[Stored items]
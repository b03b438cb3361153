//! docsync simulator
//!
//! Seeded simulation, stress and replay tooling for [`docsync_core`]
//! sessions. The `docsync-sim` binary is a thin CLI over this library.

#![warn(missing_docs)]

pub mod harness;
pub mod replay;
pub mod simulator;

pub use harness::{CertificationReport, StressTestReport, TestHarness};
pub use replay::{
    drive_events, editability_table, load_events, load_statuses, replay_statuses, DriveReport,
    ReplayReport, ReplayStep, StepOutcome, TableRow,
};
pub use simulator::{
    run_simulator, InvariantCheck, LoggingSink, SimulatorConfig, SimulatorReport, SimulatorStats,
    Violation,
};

...

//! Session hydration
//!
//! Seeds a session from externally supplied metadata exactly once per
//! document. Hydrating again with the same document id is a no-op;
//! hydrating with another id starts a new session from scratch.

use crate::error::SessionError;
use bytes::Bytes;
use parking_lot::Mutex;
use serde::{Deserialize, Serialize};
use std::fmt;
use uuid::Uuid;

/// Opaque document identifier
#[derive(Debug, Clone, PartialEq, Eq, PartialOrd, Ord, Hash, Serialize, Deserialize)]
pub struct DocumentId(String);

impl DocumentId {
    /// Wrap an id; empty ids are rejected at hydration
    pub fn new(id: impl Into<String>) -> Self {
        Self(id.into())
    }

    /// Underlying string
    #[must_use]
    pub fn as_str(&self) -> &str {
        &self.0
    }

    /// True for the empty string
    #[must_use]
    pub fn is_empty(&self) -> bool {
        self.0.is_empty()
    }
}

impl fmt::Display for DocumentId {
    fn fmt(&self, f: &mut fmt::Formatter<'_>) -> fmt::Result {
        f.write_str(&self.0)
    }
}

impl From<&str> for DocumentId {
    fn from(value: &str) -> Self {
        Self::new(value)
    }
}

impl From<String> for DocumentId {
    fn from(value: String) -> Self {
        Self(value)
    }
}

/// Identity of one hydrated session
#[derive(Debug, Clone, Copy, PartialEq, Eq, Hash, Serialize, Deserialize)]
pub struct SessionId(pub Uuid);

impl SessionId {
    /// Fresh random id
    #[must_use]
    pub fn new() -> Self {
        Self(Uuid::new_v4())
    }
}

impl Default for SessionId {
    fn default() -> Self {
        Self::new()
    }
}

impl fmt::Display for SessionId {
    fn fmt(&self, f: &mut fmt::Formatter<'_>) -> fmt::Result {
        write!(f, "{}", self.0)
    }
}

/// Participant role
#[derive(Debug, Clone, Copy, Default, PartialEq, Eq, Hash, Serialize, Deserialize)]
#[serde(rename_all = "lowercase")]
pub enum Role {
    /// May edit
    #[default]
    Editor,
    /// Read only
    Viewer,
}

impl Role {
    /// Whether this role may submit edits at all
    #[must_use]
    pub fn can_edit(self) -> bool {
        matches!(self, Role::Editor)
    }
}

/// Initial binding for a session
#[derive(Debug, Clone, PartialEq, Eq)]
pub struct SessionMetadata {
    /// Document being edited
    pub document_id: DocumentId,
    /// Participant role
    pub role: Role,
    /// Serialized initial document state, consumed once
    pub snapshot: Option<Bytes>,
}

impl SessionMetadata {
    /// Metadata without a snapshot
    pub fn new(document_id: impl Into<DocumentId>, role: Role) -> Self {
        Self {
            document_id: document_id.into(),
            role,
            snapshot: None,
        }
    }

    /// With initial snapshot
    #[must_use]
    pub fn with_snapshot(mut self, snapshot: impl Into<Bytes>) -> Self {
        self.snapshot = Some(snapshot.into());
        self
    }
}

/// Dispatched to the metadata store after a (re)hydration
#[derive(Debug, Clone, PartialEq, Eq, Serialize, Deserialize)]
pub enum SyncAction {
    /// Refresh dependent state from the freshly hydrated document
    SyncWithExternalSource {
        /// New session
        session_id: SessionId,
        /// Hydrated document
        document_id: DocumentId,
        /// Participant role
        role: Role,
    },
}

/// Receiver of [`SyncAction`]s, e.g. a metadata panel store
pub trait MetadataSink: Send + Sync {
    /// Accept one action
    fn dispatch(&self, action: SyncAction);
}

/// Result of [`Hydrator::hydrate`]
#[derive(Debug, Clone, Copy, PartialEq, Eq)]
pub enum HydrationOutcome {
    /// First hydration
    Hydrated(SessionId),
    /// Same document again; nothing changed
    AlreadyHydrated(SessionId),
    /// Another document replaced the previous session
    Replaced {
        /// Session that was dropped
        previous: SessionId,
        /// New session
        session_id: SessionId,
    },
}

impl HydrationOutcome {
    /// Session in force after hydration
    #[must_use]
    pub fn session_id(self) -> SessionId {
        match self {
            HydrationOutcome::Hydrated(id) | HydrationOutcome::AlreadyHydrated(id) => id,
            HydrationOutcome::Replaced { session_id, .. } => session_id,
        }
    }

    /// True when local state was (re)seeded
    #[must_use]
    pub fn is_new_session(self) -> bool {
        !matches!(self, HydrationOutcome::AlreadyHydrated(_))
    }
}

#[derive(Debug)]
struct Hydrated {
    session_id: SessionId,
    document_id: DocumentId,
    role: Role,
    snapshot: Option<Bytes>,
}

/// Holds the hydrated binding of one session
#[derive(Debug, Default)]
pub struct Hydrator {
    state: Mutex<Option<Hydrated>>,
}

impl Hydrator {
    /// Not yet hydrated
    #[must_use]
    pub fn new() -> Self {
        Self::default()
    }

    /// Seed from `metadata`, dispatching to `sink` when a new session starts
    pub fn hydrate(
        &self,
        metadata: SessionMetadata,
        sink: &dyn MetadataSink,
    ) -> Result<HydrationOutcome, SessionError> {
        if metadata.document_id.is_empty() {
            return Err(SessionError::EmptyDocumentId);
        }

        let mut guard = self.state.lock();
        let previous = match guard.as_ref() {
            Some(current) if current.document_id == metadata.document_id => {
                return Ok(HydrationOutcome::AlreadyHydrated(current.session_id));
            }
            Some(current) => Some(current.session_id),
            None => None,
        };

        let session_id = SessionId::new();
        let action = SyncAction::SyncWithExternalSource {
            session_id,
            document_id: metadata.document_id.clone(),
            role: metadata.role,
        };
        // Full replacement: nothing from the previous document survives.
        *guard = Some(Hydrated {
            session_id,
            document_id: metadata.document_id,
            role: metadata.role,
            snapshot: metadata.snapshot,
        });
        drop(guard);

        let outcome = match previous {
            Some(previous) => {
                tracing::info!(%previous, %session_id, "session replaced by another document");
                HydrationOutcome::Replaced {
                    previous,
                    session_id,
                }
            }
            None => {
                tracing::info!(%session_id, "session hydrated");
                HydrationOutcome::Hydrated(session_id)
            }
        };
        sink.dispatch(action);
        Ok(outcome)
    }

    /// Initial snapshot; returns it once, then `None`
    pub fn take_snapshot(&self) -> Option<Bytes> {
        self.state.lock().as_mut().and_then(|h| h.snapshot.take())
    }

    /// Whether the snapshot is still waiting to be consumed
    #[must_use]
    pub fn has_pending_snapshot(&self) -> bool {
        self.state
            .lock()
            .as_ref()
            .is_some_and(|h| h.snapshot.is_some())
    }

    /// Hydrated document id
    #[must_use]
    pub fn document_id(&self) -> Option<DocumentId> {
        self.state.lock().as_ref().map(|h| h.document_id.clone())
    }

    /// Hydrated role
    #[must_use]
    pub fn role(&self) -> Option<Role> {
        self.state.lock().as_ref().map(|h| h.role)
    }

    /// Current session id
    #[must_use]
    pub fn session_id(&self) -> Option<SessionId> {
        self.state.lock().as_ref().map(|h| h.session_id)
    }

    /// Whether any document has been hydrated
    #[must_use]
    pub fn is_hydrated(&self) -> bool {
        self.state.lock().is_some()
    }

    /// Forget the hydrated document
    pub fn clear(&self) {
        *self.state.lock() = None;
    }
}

- _WORK INSTRUCTIONS_: Extract exactly and only the lines above from the line containing "new session starts" through the line containing "-> Result<HydrationOutcome, SessionError>", both end lines included.

- _ANSWER BOX_:
    /// Seed from `metadata`, dispatching to `sink` when a new session starts
    pub fn hydrate(
        &self,
        metadata: SessionMetadata,
        sink: &dyn MetadataSink,
    ) -> Result<HydrationOutcome, SessionError> {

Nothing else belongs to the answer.